Monday, April 11, 2022

Writing Obituaries and Tributes


 
We attended my husband's brother's funeral in the Chicago area this past week. His obituary listed many of the things he'd done in his long life, and the tributes at the funeral added something more to the memory of this fine man. 

On the long drive home, I started thinking about writing obituaries and tributes. There are forms to help people write the obits, and funeral home staff can be helpful to bereaved families giving guidance.

What about writers? Shouldn't they be able to write an obituary for a family member and do it quite well? Answers to that question may vary. Some might say "I'm a sci-fi writer, so what do I know about writing an obituary?" Or "I write steamy romances, you don't want me to write my sister's obituary." Or "I write technical articles for the airline industry. Don't expect me to write my father's obit." 
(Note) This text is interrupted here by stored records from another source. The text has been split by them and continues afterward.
//! textart library crate.
//!
//! Converts raster images into text art: plain glyphs, ANSI-256 or truecolor
//! escape sequences, embeddable HTML, or Unicode Braille.
//!
//! ```no_run
//! use textart::{convert, ConversionConfig, SourceImage};
//!
//! let source = SourceImage::open("photo.png".as_ref())?;
//! let art = convert(&source, &ConversionConfig::default())?;
//! println!("{}", art);
//! # Ok::<(), textart::ConvertError>(())
//! ```

pub mod ascii;
pub mod cache;
pub mod config;
pub mod error;
pub mod pipeline;
pub mod pixels;
pub mod suggest;

pub use ascii::list_presets;
pub use cache::ResultCache;
pub use config::{ColorMode, ConversionConfig};
pub use error::{ConvertError, Result};
pub use pipeline::{convert, convert_bytes, Converter};
pub use pixels::{PixelBuffer, SourceImage};
pub use suggest::suggest_settings;
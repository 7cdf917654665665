//! Floyd-Steinberg error diffusion.
//!
//! Works on continuous planes (one value per cell) and snaps every value to
//! one of `levels` evenly spaced intensities. Traversal is strictly raster
//! order, so the same input always yields the same output.

use super::mapping::{glyph_index, level_intensity};

/// Dither a single plane in place.
///
/// Error diffusion pattern:
/// ```text
///        [*]  7/16
/// 3/16  5/16  1/16
/// ```
/// The four shares sum to the full quantisation error. Neighbours outside the
/// grid simply do not receive their share.
pub fn dither_plane(values: &mut [f32], width: usize, height: usize, levels: usize) {
    if levels < 2 || width == 0 || height == 0 {
        return;
    }
    debug_assert_eq!(values.len(), width * height);

    for y in 0..height {
        for x in 0..width {
            let idx = y * width + x;
            let old = values[idx].clamp(0.0, 255.0);
            let new = level_intensity(glyph_index(old, levels), levels);
            values[idx] = new;
            diffuse(values, width, height, x, y, old - new);
        }
    }
}

/// Dither a single plane onto an explicit ascending list of levels.
///
/// Unlike [`dither_plane`] the carried error is not clamped, so the mean of
/// the plane is kept up to what leaks out of the right and bottom borders.
pub fn dither_plane_to(values: &mut [f32], width: usize, height: usize, levels: &[f32]) {
    if levels.is_empty() || width == 0 || height == 0 {
        return;
    }
    debug_assert_eq!(values.len(), width * height);

    for y in 0..height {
        for x in 0..width {
            let idx = y * width + x;
            let old = values[idx];
            let new = nearest_level(old, levels);
            values[idx] = new;
            diffuse(values, width, height, x, y, old - new);
        }
    }
}

#[inline]
fn diffuse(values: &mut [f32], width: usize, height: usize, x: usize, y: usize, error: f32) {
    let idx = y * width + x;
    if x + 1 < width {
        values[idx + 1] += error * 7.0 / 16.0;
    }
    if y + 1 < height {
        if x > 0 {
            values[idx + width - 1] += error * 3.0 / 16.0;
        }
        values[idx + width] += error * 5.0 / 16.0;
        if x + 1 < width {
            values[idx + width + 1] += error / 16.0;
        }
    }
}

/// Closest level; ties go to the lower one.
fn nearest_level(value: f32, levels: &[f32]) -> f32 {
    let mut best = levels[0];
    for &level in &levels[1..] {
        if (value - level).abs() < (value - best).abs() {
            best = level;
        }
    }
    best
}

/// Dither a copy of `values`, leaving the input untouched.
pub fn dither(values: &[f32], width: usize, height: usize, levels: usize) -> Vec<f32> {
    let mut out = values.to_vec();
    dither_plane(&mut out, width, height, levels);
    out
}

fn per_channel<F>(colors: &[[f32; 3]], mut dither_one: F) -> Vec<[f32; 3]>
where
    F: FnMut(&mut [f32]),
{
    let mut planes: [Vec<f32>; 3] = [
        colors.iter().map(|c| c[0]).collect(),
        colors.iter().map(|c| c[1]).collect(),
        colors.iter().map(|c| c[2]).collect(),
    ];
    for plane in planes.iter_mut() {
        dither_one(plane);
    }
    (0..colors.len())
        .map(|i| [planes[0][i], planes[1][i], planes[2][i]])
        .collect()
}

/// Dither each RGB channel independently to `levels` evenly spaced values.
pub fn dither_rgb(
    colors: &[[f32; 3]],
    width: usize,
    height: usize,
    levels: usize,
) -> Vec<[f32; 3]> {
    per_channel(colors, |plane| dither_plane(plane, width, height, levels))
}

/// Dither each RGB channel independently onto the given channel levels.
pub fn dither_rgb_to(
    colors: &[[f32; 3]],
    width: usize,
    height: usize,
    levels: &[f32],
) -> Vec<[f32; 3]> {
    per_channel(colors, |plane| dither_plane_to(plane, width, height, levels))
}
Years ago, many young journalists began their newspaper career by starting at the bottom rung of the ladder. They were given the job of writing obituaries for the paper after getting information from the family. Maybe that wasn't such a bad idea. They learned to gather all the facts, the same as they would need to do when writing news stories. 

I think writers would be able to write quite eloquent obituaries using the tools of their craft. Those who read this blog regularly know that I advise writers to write in a different genre occasionally. It's good practice. It would certainly help in writing about someone who had passed away. 

Most newspapers have a certain fee that is charged for a minimum number of words. More words cost  more money. It's up to the family to make it short or a real bio of the deceased. 

You should include things like dates of birth and death, parents, spouse, (or spouses if more than one marriage) children, grandchildren and special friends are sometimes included. You can add education history, career history, military service,  hobbies or interests pursued, and organizations the person belonged. Awards he/she might have received. Many include the cause of death. Add service times and place and memorials if any have been selected. 

When asked to give a tribute to the memory of the deceased at a funeral service or a celebration of life in some other venue, you can be more personal telling what you admired about the person, why you were close friends, cousins or whatever. Humor can certainly be included here. My husband told some things about his brother that few others knew, but I think they appreciated hearing these bits and pieces of their growing up years. 

As writers, you can use words well. Why not use them when writing an obituary or giving a tribute to someone you and your family have lost.? Or for a deceased close friend.

What about writing your own obituary and keeping it where a family member can find it when the time comes to use it? I have written mine and my husband's, but after thinking about what we witnessed this past week at the family funeral, I am going to revise and add. 

Some of you may be thinking this is a gloomy topic, or that you don't want to even think about such things. Death is a part of life, and we would be wise to be prepared. My apologies if I have offended anyone with today's post.